LES ÉTRANGERS qui viennent faire fortune en République démocratique du Congo sont, dans la plupart des cas, aidés par leurs communautés ou par les financements de leurs pays d’origine. Ils sont aujourd’hui partout, dans tous les secteurs, reléguant le plus souvent les Congolais à jouer le second rôle. Et en plus de ce soutien, ils bénéficient d’un privilège en termes de parapluie politique. Ainsi, derrière chaque Libanais, derrière chaque Indien ou Indo-Pakistanais, derrière chaque Chinois, derrière chaque Ouest-Af, etc., il y a un galonné de l’armée ou de la police, il y a un membre du gouvernement, il y a un membre de la famille présidentielle, il y a un député, il y a un magistrat… Bref, il y a un « intouchable » comme on dit couramment à Kinshasa.
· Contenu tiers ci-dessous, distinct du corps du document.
//! Calendar date type for billing calculations.
//!
//! This module provides:
//! - `Date`: Type-safe date wrapper around chrono::NaiveDate
//! - Checked calendar arithmetic (whole days, whole months)
//! - Month-end helpers used by month-based billing intervals
//!
//! # Examples
//!
//! ```
//! use billing_core::types::time::Date;
//!
//! let start = Date::from_ymd(2020, 1, 31).unwrap();
//! let candidate = start.checked_add_months(1).unwrap();
//!
//! // February 2020 has 29 days
//! assert_eq!(candidate, Date::from_ymd(2020, 2, 29).unwrap());
//! assert!(candidate.is_end_of_month());
//! ```

use chrono::{Datelike, Days, Months, NaiveDate};
use std::fmt;
use std::ops::Sub;
use std::str::FromStr;

use super::error::DateError;

/// Type-safe date wrapper around chrono::NaiveDate.
///
/// A `Date` is a plain calendar date with no time or zone component. It is
/// `Copy`, so any value handed to a calculator is a snapshot: changing the
/// caller's binding afterwards cannot affect stored state.
///
/// # Examples
///
/// ```
/// use billing_core::types::time::Date;
///
/// // Create from year, month, day
/// let date = Date::from_ymd(2019, 3, 31).unwrap();
/// assert_eq!(date.year(), 2019);
/// assert_eq!(date.month(), 3);
/// assert_eq!(date.day(), 31);
///
/// // Parse from ISO 8601 string
/// let parsed: Date = "2019-03-31".parse().unwrap();
/// assert_eq!(date, parsed);
///
/// // Calculate days between dates
/// let start = Date::from_ymd(2019, 2, 1).unwrap();
/// let end = Date::from_ymd(2019, 3, 3).unwrap();
/// assert_eq!(end - start, 30);
/// ```
#[derive(Copy, Clone, Debug, PartialEq, Eq, PartialOrd, Ord, Hash)]
#[cfg_attr(feature = "serde", derive(serde::Serialize, serde::Deserialize))]
#[cfg_attr(feature = "serde", serde(transparent))]
pub struct Date(NaiveDate);

impl Date {
    /// Creates a Date from year, month, and day components.
    ///
    /// # Arguments
    /// * `year` - Year (e.g., 2019)
    /// * `month` - Month (1-12)
    /// * `day` - Day (1-31, depending on month)
    ///
    /// # Returns
    /// `Ok(Date)` if the date is valid, `Err(DateError::InvalidDate)` otherwise.
    ///
    /// # Examples
    ///
    /// ```
    /// use billing_core::types::time::Date;
    ///
    /// // Leap year February 29th
    /// let leap = Date::from_ymd(2020, 2, 29).unwrap();
    ///
    /// // Invalid date returns error
    /// assert!(Date::from_ymd(2019, 2, 29).is_err());
    /// ```
    pub fn from_ymd(year: i32, month: u32, day: u32) -> Result<Self, DateError> {
        NaiveDate::from_ymd_opt(year, month, day)
            .map(Date)
            .ok_or(DateError::InvalidDate { year, month, day })
    }

    /// Parses a date from ISO 8601 format string (YYYY-MM-DD).
    ///
    /// # Examples
    ///
    /// ```
    /// use billing_core::types::time::Date;
    ///
    /// let date = Date::parse("2019-01-02").unwrap();
    /// assert_eq!(date.day(), 2);
    ///
    /// assert!(Date::parse("not-a-date").is_err());
    /// ```
    pub fn parse(s: &str) -> Result<Self, DateError> {
        NaiveDate::parse_from_str(s.trim(), "%Y-%m-%d")
            .map(Date)
            .map_err(|e| DateError::ParseError(format!("{}: {}", s, e)))
    }

    /// Returns the underlying NaiveDate.
    ///
    /// Use this method when you need access to chrono's full API.
    pub fn into_inner(self) -> NaiveDate {
        self.0
    }

    /// Returns the year component.
    pub fn year(&self) -> i32 {
        self.0.year()
    }

    /// Returns the month component (1-12).
    pub fn month(&self) -> u32 {
        self.0.month()
    }

    /// Returns the day-of-month component (1-31).
    pub fn day(&self) -> u32 {
        self.0.day()
    }

    /// Adds a whole number of calendar days.
    ///
    /// Returns `None` if the result falls outside chrono's representable range.
    ///
    /// # Examples
    ///
    /// ```
    /// use billing_core::types::time::Date;
    ///
    /// let start = Date::from_ymd(2019, 12, 31).unwrap();
    /// assert_eq!(
    ///     start.checked_add_days(14),
    ///     Some(Date::from_ymd(2020, 1, 14).unwrap())
    /// );
    /// ```
    pub fn checked_add_days(self, days: u64) -> Option<Self> {
        self.0.checked_add_days(Days::new(days)).map(Date)
    }

    /// Adds a whole number of calendar months.
    ///
    /// When the target month is shorter than the source day-of-month, the
    /// result is clamped to the last day of the target month (chrono
    /// semantics), so the day-of-month of the result may be smaller than
    /// the source's. Returns `None` if the result falls outside chrono's
    /// representable range.
    ///
    /// # Examples
    ///
    /// ```
    /// use billing_core::types::time::Date;
    ///
    /// let start = Date::from_ymd(2019, 1, 31).unwrap();
    /// assert_eq!(
    ///     start.checked_add_months(1),
    ///     Some(Date::from_ymd(2019, 2, 28).unwrap())
    /// );
    /// assert_eq!(
    ///     start.checked_add_months(2),
    ///     Some(Date::from_ymd(2019, 3, 31).unwrap())
    /// );
    /// ```
    pub fn checked_add_months(self, months: u32) -> Option<Self> {
        self.0.checked_add_months(Months::new(months)).map(Date)
    }

    /// Returns whether the year of this date is a Gregorian leap year.
    pub fn is_leap_year(&self) -> bool {
        is_leap_year(self.year())
    }

    /// Returns the number of days in this date's month (28-31).
    ///
    /// # Examples
    ///
    /// ```
    /// use billing_core::types::time::Date;
    ///
    /// assert_eq!(Date::from_ymd(2019, 2, 10).unwrap().days_in_month(), 28);
    /// assert_eq!(Date::from_ymd(2020, 2, 10).unwrap().days_in_month(), 29);
    /// assert_eq!(Date::from_ymd(2019, 4, 10).unwrap().days_in_month(), 30);
    /// ```
    pub fn days_in_month(&self) -> u32 {
        days_in_month(self.year(), self.month())
    }

    /// Returns the last day of this date's month.
    ///
    /// # Examples
    ///
    /// ```
    /// use billing_core::types::time::Date;
    ///
    /// let date = Date::from_ymd(2024, 2, 3).unwrap();
    /// assert_eq!(date.end_of_month(), Date::from_ymd(2024, 2, 29).unwrap());
    /// ```
    pub fn end_of_month(&self) -> Self {
        // with_day cannot fail: days_in_month is always a valid day for this month
        Date(self.0.with_day(self.days_in_month()).unwrap_or(self.0))
    }

    /// Returns whether this date is the last day of its month.
    pub fn is_end_of_month(&self) -> bool {
        self.day() == self.days_in_month()
    }
}

/// Gregorian leap year rule.
fn is_leap_year(year: i32) -> bool {
    (year % 4 == 0 && year % 100 != 0) || year % 400 == 0
}

fn days_in_month(year: i32, month: u32) -> u32 {
    match month {
        4 | 6 | 9 | 11 => 30,
        2 if is_leap_year(year) => 29,
        2 => 28,
        _ => 31,
    }
}

impl From<NaiveDate> for Date {
    fn from(date: NaiveDate) -> Self {
        Date(date)
    }
}

impl From<Date> for NaiveDate {
    fn from(date: Date) -> Self {
        date.0
    }
}

impl Sub for Date {
    type Output = i64;

    /// Returns the number of days between two dates.
    ///
    /// The result is positive if `self` is after `other`, negative otherwise.
    fn sub(self, other: Self) -> i64 {
        (self.0 - other.0).num_days()
    }
}

impl FromStr for Date {
    type Err = DateError;

    /// Parses a date from ISO 8601 format string (YYYY-MM-DD).
    fn from_str(s: &str) -> Result<Self, DateError> {
        Date::parse(s)
    }
}

impl fmt::Display for Date {
    /// Formats the date as ISO 8601 (YYYY-MM-DD).
    fn fmt(&self, f: &mut fmt::Formatter<'_>) -> fmt::Result {
        write!(f, "{}", self.0.format("%Y-%m-%d"))
    }
}

#[cfg(test)]
mod tests {
    use super::*;

    fn date(y: i32, m: u32, d: u32) -> Date {
        Date::from_ymd(y, m, d).unwrap()
    }

    #[test]
    fn test_from_ymd_valid() {
        let d = date(2019, 1, 2);
        assert_eq!(d.year(), 2019);
        assert_eq!(d.month(), 1);
        assert_eq!(d.day(), 2);
    }

    #[test]
    fn test_from_ymd_invalid() {
        assert_eq!(
            Date::from_ymd(2019, 2, 29),
            Err(DateError::InvalidDate {
                year: 2019,
                month: 2,
                day: 29
            })
        );
        assert!(Date::from_ymd(2019, 13, 1).is_err());
        assert!(Date::from_ymd(2019, 4, 31).is_err());
    }

    #[test]
    fn test_parse_and_display() {
        let d: Date = "2020-02-29".parse().unwrap();
        assert_eq!(d, date(2020, 2, 29));
        assert_eq!(d.to_string(), "2020-02-29");
    }

    #[test]
    fn test_parse_trims_whitespace() {
        assert_eq!(Date::parse(" 2019-06-30\n").unwrap(), date(2019, 6, 30));
    }

    #[test]
    fn test_parse_errors() {
        assert!(matches!(
            Date::parse("2019/01/02"),
            Err(DateError::ParseError(_))
        ));
        assert!(matches!(
            Date::parse("2019-02-30"),
            Err(DateError::ParseError(_))
        ));
        assert!(matches!(Date::parse(""), Err(DateError::ParseError(_))));
    }

    #[test]
    fn test_add_days_across_year() {
        assert_eq!(date(2019, 12, 31).checked_add_days(14), Some(date(2020, 1, 14)));
        assert_eq!(date(2019, 1, 2).checked_add_days(365), Some(date(2020, 1, 2)));
        // 2020 is a leap year
        assert_eq!(date(2020, 1, 2).checked_add_days(365), Some(date(2021, 1, 1)));
    }

    #[test]
    fn test_add_days_zero() {
        assert_eq!(date(2019, 1, 2).checked_add_days(0), Some(date(2019, 1, 2)));
    }

    #[test]
    fn test_add_days_overflow() {
        let max = Date::from(NaiveDate::MAX);
        assert_eq!(max.checked_add_days(1), None);
    }

    #[test]
    fn test_add_months_clean() {
        assert_eq!(date(2019, 1, 2).checked_add_months(1), Some(date(2019, 2, 2)));
        assert_eq!(date(2019, 3, 31).checked_add_months(7), Some(date(2019, 10, 31)));
        assert_eq!(date(2019, 11, 15).checked_add_months(3), Some(date(2020, 2, 15)));
    }

    #[test]
    fn test_add_months_clamps_to_month_end() {
        assert_eq!(date(2019, 1, 31).checked_add_months(1), Some(date(2019, 2, 28)));
        assert_eq!(date(2020, 1, 31).checked_add_months(1), Some(date(2020, 2, 29)));
        assert_eq!(date(2019, 3, 31).checked_add_months(3), Some(date(2019, 6, 30)));
    }

    #[test]
    fn test_add_months_overflow() {
        let max = Date::from(NaiveDate::MAX);
        assert_eq!(max.checked_add_months(12), None);
    }

    #[test]
    fn test_days_in_month() {
        assert_eq!(date(2019, 1, 1).days_in_month(), 31);
        assert_eq!(date(2019, 2, 1).days_in_month(), 28);
        assert_eq!(date(2020, 2, 1).days_in_month(), 29);
        assert_eq!(date(1900, 2, 1).days_in_month(), 28);
        assert_eq!(date(2000, 2, 1).days_in_month(), 29);
        assert_eq!(date(2019, 9, 1).days_in_month(), 30);
        assert_eq!(date(2019, 12, 1).days_in_month(), 31);
    }

    #[test]
    fn test_end_of_month() {
        assert_eq!(date(2019, 2, 1).end_of_month(), date(2019, 2, 28));
        assert_eq!(date(2020, 2, 29).end_of_month(), date(2020, 2, 29));
        assert_eq!(date(2019, 6, 15).end_of_month(), date(2019, 6, 30));
        assert!(date(2019, 6, 30).is_end_of_month());
        assert!(!date(2019, 5, 30).is_end_of_month());
    }

    #[test]
    fn test_leap_year() {
        assert!(date(2020, 1, 1).is_leap_year());
        assert!(!date(2019, 1, 1).is_leap_year());
        assert!(!date(2100, 1, 1).is_leap_year());
        assert!(date(2000, 1, 1).is_leap_year());
    }

    #[test]
    fn test_sub_days() {
        assert_eq!(date(2019, 3, 3) - date(2019, 2, 1), 30);
        assert_eq!(date(2019, 2, 1) - date(2019, 3, 3), -30);
    }

    #[test]
    fn test_ordering() {
        assert!(date(2019, 1, 2) < date(2019, 1, 3));
        assert!(date(2018, 12, 31) < date(2019, 1, 1));
    }

    #[test]
    fn test_naive_date_conversion() {
        let naive = NaiveDate::from_ymd_opt(2019, 1, 2).unwrap();
        let d = Date::from(naive);
        assert_eq!(NaiveDate::from(d), naive);
        assert_eq!(d.into_inner(), naive);
    }

    #[cfg(feature = "serde")]
    mod serde_tests {
        use super::*;

        #[test]
        fn test_serialize_iso() {
            let json = serde_json::to_string(&date(2019, 1, 31)).unwrap();
            assert_eq!(json, "\"2019-01-31\"");
        }

        #[test]
        fn test_deserialize_iso() {
            let d: Date = serde_json::from_str("\"2020-02-29\"").unwrap();
            assert_eq!(d, date(2020, 2, 29));
        }

        #[test]
        fn test_deserialize_invalid() {
            assert!(serde_json::from_str::<Date>("\"2019-02-29\"").is_err());
        }
    }

    #[cfg(test)]
    mod property_tests {
        use super::*;
        use proptest::prelude::*;

        fn date_strategy() -> impl Strategy<Value = Date> {
            (1900i32..2200i32, 1u32..13u32, 1u32..32u32).prop_filter_map(
                "valid date",
                |(year, month, day)| Date::from_ymd(year, month, day).ok(),
            )
        }

        proptest! {
            #![proptest_config(ProptestConfig::with_cases(500))]

            #[test]
            fn test_end_of_month_is_same_month(d in date_strategy()) {
                let eom = d.end_of_month();
                prop_assert_eq!(eom.year(), d.year());
                prop_assert_eq!(eom.month(), d.month());
                prop_assert!(eom >= d);
                prop_assert!(eom.is_end_of_month());
                prop_assert!(eom.checked_add_days(1).unwrap().day() == 1);
            }

            #[test]
            fn test_add_days_matches_difference(d in date_strategy(), days in 0u64..4000) {
                let later = d.checked_add_days(days).unwrap();
                prop_assert_eq!(later - d, days as i64);
            }

            #[test]
            fn test_add_months_never_exceeds_source_day(d in date_strategy(), months in 0u32..240) {
                let later = d.checked_add_months(months).unwrap();
                prop_assert!(later.day() <= d.day());
                let total = d.year() * 12 + d.month() as i32 - 1 + months as i32;
                prop_assert_eq!(later.year(), total.div_euclid(12));
                prop_assert_eq!(later.month(), total.rem_euclid(12) as u32 + 1);
            }
        }
    }
}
Et comme si cela ne suffisait pas, il y a comme un sentiment général dans le pays : le Congolais préfère acheter chez un étranger et non chez son compatriote. Là où il n’y a pas d’étranger, le Congolais préfère acheter chez son frère d’ethnie que chez son compatriote d’une ethnie autre que la sienne.
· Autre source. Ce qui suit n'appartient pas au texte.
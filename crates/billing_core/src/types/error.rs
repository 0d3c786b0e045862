//! Error types for date construction and parsing.

use thiserror::Error;

/// Date-related errors.
///
/// # Variants
/// - `InvalidDate`: Invalid date components (e.g., February 30th)
/// - `ParseError`: Failed to parse date string
///
/// # Examples
/// ```
/// use billing_core::types::DateError;
///
/// let err = DateError::InvalidDate { year: 2019, month: 2, day: 30 };
/// assert_eq!(format!("{}", err), "Invalid date: 2019-2-30");
/// ```
#[derive(Error, Debug, Clone, PartialEq, Eq)]
pub enum DateError {
    /// Invalid date components (e.g., February 30th).
    #[error("Invalid date: {year}-{month}-{day}")]
    InvalidDate {
        /// Year component
        year: i32,
        /// Month component (1-12)
        month: u32,
        /// Day component (1-31)
        day: u32,
    },

    /// Failed to parse date string.
    #[error("Date parse error: {0}")]
    ParseError(String),
}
Mais que fait-on des opérateurs économiques nationaux ? Rien ou presque. Heureusement, il y a dans l’air une prise de conscience qui prend de plus en plus de la consistance dans le chef des patrons congolais. D’aucuns parlent de « patriotisme économique » qui a besoin d’un manifeste pour ratisser large. « Ce n’est pas normal que l’activité économique dans le pays soit sous l’influence et le contrôle des étrangers. Connaissez-vous une seule banque commerciale qui soit congolaise ? Connaissez-vous aujourd’hui un seul capitaine d’industrie qui soit congolais ? Certes, diriez-vous qu’il y a quand même des noms qui sortent du lot, mais combien sont-ils ceux qui tentent d’émerger ? », déclare un entrepreneur local qui se reconnaît dans ce mouvement naissant du patriotisme économique. Et d’ajouter : « Alors que les grands pays africains vont de l’avant, nous, par contre, nous ne faisons que reculer. Nous ne sommes pas contre les étrangers, tout ce que nous voulons c’est avoir aussi voix au chapitre comme c’est le cas partout ailleurs. Nous voulons aussi avoir des Dangote, Tony Elumelu, James Mwangi congolais… »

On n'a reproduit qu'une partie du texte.